Description of problem: I can't extract an afs3-salted service principal so that "asetkey" works. Version-Release number of selected component: ipa-client-1.1.0-2.fc9.x86_64 How reproducible: always Steps to Reproduce: 1. ipa-addservice afs 2. ipa-getkeytab -s kdc -p afs -e des-cbc-crc:afs3 -k /etc/krb5.keytab.afs Actual results: Warning unrecognized encryption type: [des-cbc-crc:afs3] Expected results: No warnings, then asetkey works. Additional info: using kadmin.local as described in <http://www.dementia.org/twiki/bin/view/AFSLore/FedoraAFSInstall> appears to work (at least asetkey now works), but the service ticket is placed under cn=kerberos instead of cn=services,cn=accounts (apparently this is Bad!).
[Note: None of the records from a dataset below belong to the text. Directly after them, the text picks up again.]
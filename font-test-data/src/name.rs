//! name test data

#[rustfmt::skip]
pub static SIMPLE: &[u8] = &[
    0x00, 0x00, // version 0
    0x00, 0x03, // count 3
    0x00, 0x2A, // storageOffset 42
    // mac roman family name
    0x00, 0x01, 0x00, 0x00, 0x00, 0x00, 0x00, 0x01, 0x00, 0x04, 0x00, 0x00,
    // windows family name
    0x00, 0x03, 0x00, 0x01, 0x04, 0x09, 0x00, 0x01, 0x00, 0x08, 0x00, 0x04,
    // windows subfamily name
    0x00, 0x03, 0x00, 0x01, 0x04, 0x09, 0x00, 0x02, 0x00, 0x0E, 0x00, 0x0C,
    // storage
    b'T', b'e', b's', b't',
    0x00, b'T', 0x00, b'e', 0x00, b's', 0x00, b't',
    0x00, b'R', 0x00, b'e', 0x00, b'g', 0x00, b'u', 0x00, b'l', 0x00, b'a', 0x00, b'r',
];
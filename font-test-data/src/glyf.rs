//! glyph test data

/// One contour of six points with two bytes of instructions.
///
/// Points: (100, 0) on, (100, 700) on, three off-curve points each moving
/// by (20, 10), then (500, 0) on.
#[rustfmt::skip]
pub static SIMPLE_GLYPH: &[u8] = &[
    0x00, 0x01, // numberOfContours 1
    0x00, 0x64, // xMin 100
    0x00, 0x00, // yMin 0
    0x01, 0xF4, // xMax 500
    0x02, 0xDA, // yMax 730
    0x00, 0x05, // endPtsOfContours [5]
    0x00, 0x02, // instructionLength 2
    0xB0, 0x01, // instructions
    0x73,       // on, overlap, x short positive, y same
    0x11,       // on, x same, y long
    0x3E, 0x02, // off, x and y short positive, repeated twice more
    0x01,       // on, x long, y long
    0x64,                   // x: +100
    0x14, 0x14, 0x14,       // x: +20, +20, +20
    0x01, 0x54,             // x: +340
    0x02, 0xBC,             // y: +700
    0x0A, 0x0A, 0x0A,       // y: +10, +10, +10
    0xFD, 0x26,             // y: -730
];

/// Two components: glyph 1 at the origin (supplying metrics) and glyph 2
/// at (300, -20) scaled by one half.
#[rustfmt::skip]
pub static COMPOSITE_GLYPH: &[u8] = &[
    0xFF, 0xFF, // numberOfContours -1
    0x00, 0x00, // xMin 0
    0xFF, 0xEC, // yMin -20
    0x02, 0x58, // xMax 600
    0x02, 0xDA, // yMax 730
    0x02, 0x22, // USE_MY_METRICS | MORE_COMPONENTS | ARGS_ARE_XY_VALUES
    0x00, 0x01, // glyphIndex 1
    0x00, 0x00, // args (0, 0) as bytes
    0x00, 0x0B, // WE_HAVE_A_SCALE | ARGS_ARE_XY_VALUES | ARG_1_AND_2_ARE_WORDS
    0x00, 0x02, // glyphIndex 2
    0x01, 0x2C, // arg1 300
    0xFF, 0xEC, // arg2 -20
    0x20, 0x00, // scale 0.5
];
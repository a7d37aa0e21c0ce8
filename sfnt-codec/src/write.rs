//! Serializing tables to bytes.

use std::collections::HashMap;

use crate::{
    error::Error,
    graph::{Graph, ObjectId, ObjectStore, OffsetLen},
    validate::Validate,
};

/// A type that that can be written out as part of a font file.
///
/// This both handles writing big-endian bytes as well as describing the
/// relationship between tables and their subtables.
pub trait FontWrite {
    /// Write our data and information about offsets into this [TableWriter].
    fn write_into(&self, writer: &mut TableWriter);
}

/// An object that manages a collection of serialized tables.
///
/// This handles deduplicating objects and tracking offsets.
#[derive(Debug)]
pub struct TableWriter {
    /// Finished tables, associated with an ObjectId; duplicate tables share an id.
    tables: ObjectStore,
    /// Tables currently being written.
    ///
    /// Tables are processed as they are encountered (as subtables)
    stack: Vec<TableData>,
}

/// Attempt to serialize a table.
///
/// The table is validated first; if it is malformed this returns
/// [`Error::ValidationFailed`]. An offset that does not fit in its field
/// produces [`Error::OffsetOverflow`].
pub fn dump_table<T: FontWrite + Validate>(table: &T) -> Result<Vec<u8>, Error> {
    table.validate()?;
    let mut writer = TableWriter::default();
    table.write_into(&mut writer);
    let mut graph = writer.finish();
    graph.topological_sort();
    dump_impl(&graph.order, &graph.objects)
}

fn dump_impl(
    order: &[ObjectId],
    nodes: &std::collections::BTreeMap<ObjectId, TableData>,
) -> Result<Vec<u8>, Error> {
    let mut positions = HashMap::new();
    let mut out = Vec::new();

    // first pass: write out bytes, record positions of objects
    for id in order {
        let Some(node) = nodes.get(id) else { continue };
        positions.insert(*id, out.len());
        out.extend_from_slice(&node.bytes);
    }

    // second pass: patch offsets, relative to the start of the parent
    for id in order {
        let (Some(node), Some(&parent_pos)) = (nodes.get(id), positions.get(id)) else {
            continue;
        };
        for offset in &node.offsets {
            let Some(&child_pos) = positions.get(&offset.object) else {
                continue;
            };
            let resolved = child_pos - parent_pos;
            let buffer_pos = parent_pos + offset.pos as usize;
            write_offset(&mut out[buffer_pos..], offset.len, resolved)?;
        }
    }
    Ok(out)
}

fn write_offset(at: &mut [u8], len: OffsetLen, resolved: usize) -> Result<(), Error> {
    if resolved > len.max_value() as usize {
        return Err(Error::OffsetOverflow {
            len,
            value: resolved,
        });
    }
    match len {
        OffsetLen::Offset16 => at[..2].copy_from_slice(&(resolved as u16).to_be_bytes()),
        OffsetLen::Offset32 => at[..4].copy_from_slice(&(resolved as u32).to_be_bytes()),
    }
    Ok(())
}

impl TableWriter {
    fn add_table(&mut self, table: &dyn FontWrite) -> ObjectId {
        self.stack.push(TableData::default());
        table.write_into(self);
        let data = self.stack.pop().unwrap_or_default();
        self.tables.add(data)
    }

    /// Finish this table, returning an object graph.
    fn finish(mut self) -> Graph {
        let root = self.stack.pop().unwrap_or_default();
        let id = self.tables.add(root);
        Graph::from_obj_store(self.tables, id)
    }

    fn current(&mut self) -> &mut TableData {
        if self.stack.is_empty() {
            self.stack.push(TableData::default());
        }
        let last = self.stack.len() - 1;
        &mut self.stack[last]
    }

    /// Write raw bytes into this table.
    ///
    /// The caller is responsible for ensuring bytes are in big-endian order.
    #[inline]
    pub fn write_slice(&mut self, bytes: &[u8]) {
        self.current().bytes.extend_from_slice(bytes)
    }

    /// The number of bytes written so far to the current table.
    pub fn current_len(&self) -> usize {
        self.stack.last().map(|data| data.bytes.len()).unwrap_or_default()
    }

    /// Create an offset to another table.
    ///
    /// The `width` argument is the size in bytes of the offset, e.g. 2 for
    /// an `Offset16`, and 4 for an `Offset32`.
    ///
    /// The provided table is serialized immediately, and the position of the
    /// offset within the current table is recorded. Offsets are resolved when
    /// the root table is dumped, relative to the start of the current table.
    pub fn write_offset(&mut self, obj: &dyn FontWrite, width: usize) {
        let obj_id = self.add_table(obj);
        self.current().add_offset(obj_id, width);
    }

    /// Write an offset if `obj` is present, otherwise write a null offset.
    pub fn write_nullable_offset(&mut self, obj: Option<&dyn FontWrite>, width: usize) {
        match obj {
            Some(obj) => self.write_offset(obj, width),
            None => self.write_slice(&[0u8; 4][..width.min(4)]),
        }
    }

    /// Write zeros until the current table is a multiple of two bytes long.
    pub fn pad_to_2byte_aligned(&mut self) {
        if self.current_len() % 2 != 0 {
            self.write_slice(&[0]);
        }
    }

    /// Write zeros until the current table is a multiple of four bytes long.
    pub fn pad_to_4byte_aligned(&mut self) {
        let pad = (4 - self.current_len() % 4) % 4;
        self.write_slice(&[0u8; 3][..pad]);
    }

    /// Return the bytes of a table that contains no offsets.
    pub(crate) fn into_data(mut self) -> Vec<u8> {
        let result = self.stack.pop().unwrap_or_default();
        debug_assert!(result.offsets.is_empty());
        result.bytes
    }
}

impl Default for TableWriter {
    fn default() -> Self {
        TableWriter {
            tables: ObjectStore::default(),
            stack: vec![TableData::default()],
        }
    }
}

/// The encoded data for a given table, along with info on included offsets
#[derive(Debug, Default, Clone, Hash, PartialEq, Eq)]
pub(crate) struct TableData {
    pub(crate) bytes: Vec<u8>,
    pub(crate) offsets: Vec<OffsetRecord>,
}

/// The position and type of an offset, along with the id of the pointed-to entity
#[derive(Debug, Clone, Hash, PartialEq, Eq)]
pub(crate) struct OffsetRecord {
    /// the position of the offset within the parent table
    pos: u32,
    /// the offset length in bytes
    pub(crate) len: OffsetLen,
    /// The object pointed to by the offset
    pub(crate) object: ObjectId,
}

impl TableData {
    fn add_offset(&mut self, object: ObjectId, width: usize) {
        let len = match width {
            2 => OffsetLen::Offset16,
            _ => OffsetLen::Offset32,
        };
        self.offsets.push(OffsetRecord {
            pos: self.bytes.len() as u32,
            len,
            object,
        });
        self.bytes.extend_from_slice(&[0u8; 4][..len as usize]);
    }

    pub(crate) fn children(&self) -> impl Iterator<Item = ObjectId> + '_ {
        self.offsets.iter().map(|off| off.object)
    }

    #[cfg(test)]
    pub(crate) fn make_mock(size: usize) -> Self {
        TableData {
            bytes: vec![0xca; size], // has no special meaning
            offsets: Vec::new(),
        }
    }

    #[cfg(test)]
    pub(crate) fn add_mock_offset(&mut self, object: ObjectId, len: OffsetLen) {
        let pos = self.offsets.iter().map(|off| off.len as u8 as u32).sum();
        self.offsets.push(OffsetRecord { pos, len, object });
    }
}

/// Raw bytes that are the target of an offset, such as an opaque subtable.
#[derive(Clone, Copy, Debug)]
pub(crate) struct RawBytes<'a>(pub(crate) &'a [u8]);

impl FontWrite for RawBytes<'_> {
    fn write_into(&self, writer: &mut TableWriter) {
        writer.write_slice(self.0)
    }
}

macro_rules! write_be_bytes {
    ($ty:ty) => {
        impl FontWrite for $ty {
            #[inline]
            fn write_into(&self, writer: &mut TableWriter) {
                writer.write_slice(font_types::Scalar::to_raw(*self).as_ref())
            }
        }
    };
}

//NOTE: not implemented for offsets! it would be too easy to accidentally write them.
write_be_bytes!(u8);
write_be_bytes!(i8);
write_be_bytes!(u16);
write_be_bytes!(i16);
write_be_bytes!(u32);
write_be_bytes!(i32);
write_be_bytes!(i64);
write_be_bytes!(font_types::F2Dot14);
write_be_bytes!(font_types::Fixed);
write_be_bytes!(font_types::LongDateTime);
write_be_bytes!(font_types::Tag);
write_be_bytes!(font_types::Version16Dot16);
write_be_bytes!(font_types::GlyphId16);

impl<T: FontWrite> FontWrite for [T] {
    fn write_into(&self, writer: &mut TableWriter) {
        self.iter().for_each(|item| item.write_into(writer))
    }
}

impl<T: FontWrite> FontWrite for Vec<T> {
    fn write_into(&self, writer: &mut TableWriter) {
        self.as_slice().write_into(writer)
    }
}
I am no expert in Kerberos or OpenAFS, so it's possible I'm trying to do something slightly stupid.
Matt I remember we discussed this problem before you submitted a bug. Can you please try with just -e des-cbc-crc ? What errors do you get if you use this form ? It would be nice to have krb5kdc.log if openAFS fails to obtain a tgt using a keytab generated this way.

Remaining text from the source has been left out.